Folding propensity and biological activity of peptides: the effect of a single stereochemical isomerization on the conformational properties of bombinins in aqueous solution.

Folding propensities of bombinins H2 and H4, two members of amphibian bombinins H, a family of 17-20 residue alpha-helical peptides, have been investigated by means of circular dichroism (CD) measurements and molecular dynamics (MD) simulations. The two peptides, with primary structure IIGPVLGLVGSALGGLLKKI-NH2 and differing only for the configuration of the second aminoacid (an L-isoleucine in H2 and a D-alloisoleucine in H4) behave rather differently in solution. In particular both CD measurements and MD simulations indicate that bombinin H2 shows a markedly higher tendency to fold. From a careful inspection of MD trajectories it emerges that the stereochemical isomerization mutation of residue 2 to D-alloisoleucine in H4 peptide, drastically decreases its ability to form intrapeptide contacts.

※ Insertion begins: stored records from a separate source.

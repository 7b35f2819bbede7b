//! Font metrics for the built-in oracle

use super::LINE_HEIGHT_FACTOR;

/// Advance width of a monospace glyph relative to the font size
const MONOSPACE_ADVANCE: f32 = 0.6;

/// Metrics needed for text layout
#[derive(Debug, Clone)]
pub struct FontMetrics {
    /// Line height in layout units
    pub line_height: f32,
    /// Width of ASCII characters (0-127)
    pub char_widths: Vec<f32>,
    /// Default width for non-ASCII characters
    pub default_width: f32,
}

impl Default for FontMetrics {
    fn default() -> Self {
        Self::monospace(super::DEFAULT_FONT_SIZE)
    }
}

impl FontMetrics {
    pub fn new(line_height: f32, char_widths: Vec<f32>, default_width: f32) -> Self {
        Self {
            line_height,
            char_widths,
            default_width,
        }
    }

    /// Uniform-advance metrics for the editor's monospace face
    pub fn monospace(font_size: f32) -> Self {
        let advance = font_size * MONOSPACE_ADVANCE;
        Self {
            line_height: (font_size * LINE_HEIGHT_FACTOR).ceil(),
            char_widths: vec![advance; 128],
            default_width: advance,
        }
    }

    /// Get width of a character
    pub fn width(&self, c: char) -> f32 {
        if c == '\t' {
            return self.default_width * 4.0;
        }
        if c.is_control() {
            return 0.0;
        }
        if c.is_ascii() {
            if let Some(w) = self.char_widths.get(c as usize) {
                return *w;
            }
        }
        self.default_width
    }

    /// Width of a run of text
    pub fn text_width(&self, text: &str) -> f32 {
        text.chars().map(|c| self.width(c)).sum()
    }
}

MD simulations also indicate that the conformational sampling in both systems derives from a subtle combination of energetic and entropic effects both involving the peptide itself and the solvent. The present results have been finally paralleled with preliminary information on bombinins H2 and H4 biological activity, i.e. interaction with membrane, supporting the hypothesis of an "already folded" conformation in water rather than interfacial folding tenet.